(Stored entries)
* * * * * * *

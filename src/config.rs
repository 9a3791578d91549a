use lazy_static::lazy_static;
use std::env;
use std::fs::File;
use std::io::Read;
use std::path::Path;
use std::sync::RwLock;

lazy_static! {
    static ref CONFIG: RwLock<Config> = RwLock::new(Config::new());
}

/// Pacing and buffer tunables, read from the environment (and a best-effort
/// config file scan) once per `reload()`.
///
/// Mirrors the defaults called out in the design: 20ms pacing advance, a
/// 2-deep per-kind look-ahead, a 200KiB unbounded-video cap, and a 1GiB
/// preload ceiling.
#[derive(Debug, Clone)]
pub struct Config {
    /// Milliseconds the scheduler releases an access unit ahead of its DTS.
    pub pacing_advance_ms: u64,
    /// Per-stream-kind look-ahead depth the reassembler buffers before pacing.
    pub lookahead_depth: usize,
    /// Maximum PES payload size accepted for a single access unit.
    pub max_pes_payload: usize,
    /// Maximum total bytes read from an input before demuxing aborts.
    pub max_input_bytes: u64,
}

impl Config {
    fn new() -> Self {
        let mut config = Config {
            pacing_advance_ms: 20,
            lookahead_depth: 2,
            max_pes_payload: 200 * 1024,
            max_input_bytes: 1024 * 1024 * 1024,
        };

        if let Ok(v) = env::var("VDKIO_PACING_ADVANCE_MS") {
            if let Ok(parsed) = v.parse() {
                config.pacing_advance_ms = parsed;
            }
        }
        if let Ok(v) = env::var("VDKIO_LOOKAHEAD_DEPTH") {
            if let Ok(parsed) = v.parse() {
                config.lookahead_depth = parsed;
            }
        }
        if let Ok(v) = env::var("VDKIO_MAX_PES_PAYLOAD") {
            if let Ok(parsed) = v.parse() {
                config.max_pes_payload = parsed;
            }
        }
        if let Ok(v) = env::var("VDKIO_MAX_INPUT_BYTES") {
            if let Ok(parsed) = v.parse() {
                config.max_input_bytes = parsed;
            }
        }

        let config_paths = ["./config.toml", "./vdkio_config.toml"];
        for path in &config_paths {
            if let Ok(mut file) = File::open(path) {
                let mut content = String::new();
                if file.read_to_string(&mut content).is_ok() {
                    Self::apply_file_line(&mut config, &content, "pacing_advance_ms", |c, v| {
                        c.pacing_advance_ms = v
                    });
                    Self::apply_file_line(&mut config, &content, "lookahead_depth", |c, v| {
                        c.lookahead_depth = v as usize
                    });
                    Self::apply_file_line(&mut config, &content, "max_pes_payload", |c, v| {
                        c.max_pes_payload = v as usize
                    });
                    Self::apply_file_line(&mut config, &content, "max_input_bytes", |c, v| {
                        c.max_input_bytes = v
                    });
                }
            }
        }

        config
    }

    fn apply_file_line(config: &mut Config, content: &str, key: &str, set: impl Fn(&mut Config, u64)) {
        if let Some(line) = content.lines().find(|line| line.trim_start().starts_with(key)) {
            if let Some(value) = line.split('=').nth(1) {
                let value = value.trim().trim_matches('"').trim_matches('\'');
                if let Ok(parsed) = value.parse::<u64>() {
                    set(config, parsed);
                }
            }
        }
    }

    /// Re-reads environment and config file overrides. Called once at
    /// `Demuxer::start_streaming` time.
    pub fn reload() {
        let new_config = Config::new();
        if let Ok(mut config) = CONFIG.write() {
            *config = new_config;
        }
    }
}

/// Returns a snapshot of the current pacing/buffer configuration.
pub fn current() -> Config {
    CONFIG.read().unwrap().clone()
}

/// Creates a default config template file if it doesn't exist.
pub fn create_default_config_template<P: AsRef<Path>>(path: P) -> std::io::Result<()> {
    if !path.as_ref().exists() {
        let template = r#"# VDKIO Configuration
# This is a template. Replace the values with your actual configuration.

pacing_advance_ms = 20
lookahead_depth = 2
max_pes_payload = 204800
max_input_bytes = 1073741824
"#;
        std::fs::write(path, template)?;
    }
    Ok(())
}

* * * * * * *

All of the data above should be output exactly.

EXERCISE OUTPUT ::
filename src/config.rs
repository 9a3791578d91549a
use lazy_static::lazy_static;
use std::env;
use std::fs::File;
use std::io::Read;
use std::path::Path;
use std::sync::RwLock;

lazy_static! {
    static ref CONFIG: RwLock<Config> = RwLock::new(Config::new());
}

/// Pacing and buffer tunables, read from the environment (and a best-effort
/// config file scan) once per `reload()`.
///
/// Mirrors the defaults called out in the design: 20ms pacing advance, a
/// 2-deep per-kind look-ahead, a 200KiB unbounded-video cap, and a 1GiB
/// preload ceiling.
#[derive(Debug, Clone)]
pub struct Config {
    /// Milliseconds the scheduler releases an access unit ahead of its DTS.
    pub pacing_advance_ms: u64,
    /// Per-stream-kind look-ahead depth the reassembler buffers before pacing.
    pub lookahead_depth: usize,
    /// Maximum PES payload size accepted for a single access unit.
    pub max_pes_payload: usize,
    /// Maximum total bytes read from an input before demuxing aborts.
    pub max_input_bytes: u64,
}

impl Config {
    fn new() -> Self {
        let mut config = Config {
            pacing_advance_ms: 20,
            lookahead_depth: 2,
            max_pes_payload: 200 * 1024,
            max_input_bytes: 1024 * 1024 * 1024,
        };

        if let Ok(v) = env::var("VDKIO_PACING_ADVANCE_MS") {
            if let Ok(parsed) = v.parse() {
                config.pacing_advance_ms = parsed;
            }
        }
        if let Ok(v) = env::var("VDKIO_LOOKAHEAD_DEPTH") {
            if let Ok(parsed) = v.parse() {
                config.lookahead_depth = parsed;
            }
        }
        if let Ok(v) = env::var("VDKIO_MAX_PES_PAYLOAD") {
            if let Ok(parsed) = v.parse() {
                config.max_pes_payload = parsed;
            }
        }
        if let Ok(v) = env::var("VDKIO_MAX_INPUT_BYTES") {
            if let Ok(parsed) = v.parse() {
                config.max_input_bytes = parsed;
            }
        }

        let config_paths = ["./config.toml", "./vdkio_config.toml"];
        for path in &config_paths {
            if let Ok(mut file) = File::open(path) {
                let mut content = String::new();
                if file.read_to_string(&mut content).is_ok() {
                    Self::apply_file_line(&mut config, &content, "pacing_advance_ms", |c, v| {
                        c.pacing_advance_ms = v
                    });
                    Self::apply_file_line(&mut config, &content, "lookahead_depth", |c, v| {
                        c.lookahead_depth = v as usize
                    });
                    Self::apply_file_line(&mut config, &content, "max_pes_payload", |c, v| {
                        c.max_pes_payload = v as usize
                    });
                    Self::apply_file_line(&mut config, &content, "max_input_bytes", |c, v| {
                        c.max_input_bytes = v
                    });
                }
            }
        }

        config
    }

    fn apply_file_line(config: &mut Config, content: &str, key: &str, set: impl Fn(&mut Config, u64)) {
        if let Some(line) = content.lines().find(|line| line.trim_start().starts_with(key)) {
            if let Some(value) = line.split('=').nth(1) {
                let value = value.trim().trim_matches('"').trim_matches('\'');
                if let Ok(parsed) = value.parse::<u64>() {
                    set(config, parsed);
                }
            }
        }
    }

    /// Re-reads environment and config file overrides. Called once at
    /// `Demuxer::start_streaming` time.
    pub fn reload() {
        let new_config = Config::new();
        if let Ok(mut config) = CONFIG.write() {
            *config = new_config;
        }
    }
}

/// Returns a snapshot of the current pacing/buffer configuration.
pub fn current() -> Config {
    CONFIG.read().unwrap().clone()
}

/// Creates a default config template file if it doesn't exist.
pub fn create_default_config_template<P: AsRef<Path>>(path: P) -> std::io::Result<()> {
    if !path.as_ref().exists() {
        let template = r#"# VDKIO Configuration
# This is a template. Replace the values with your actual configuration.

pacing_advance_ms = 20
lookahead_depth = 2
max_pes_payload = 204800
max_input_bytes = 1073741824
"#;
        std::fs::write(path, template)?;
    }
    Ok(())
}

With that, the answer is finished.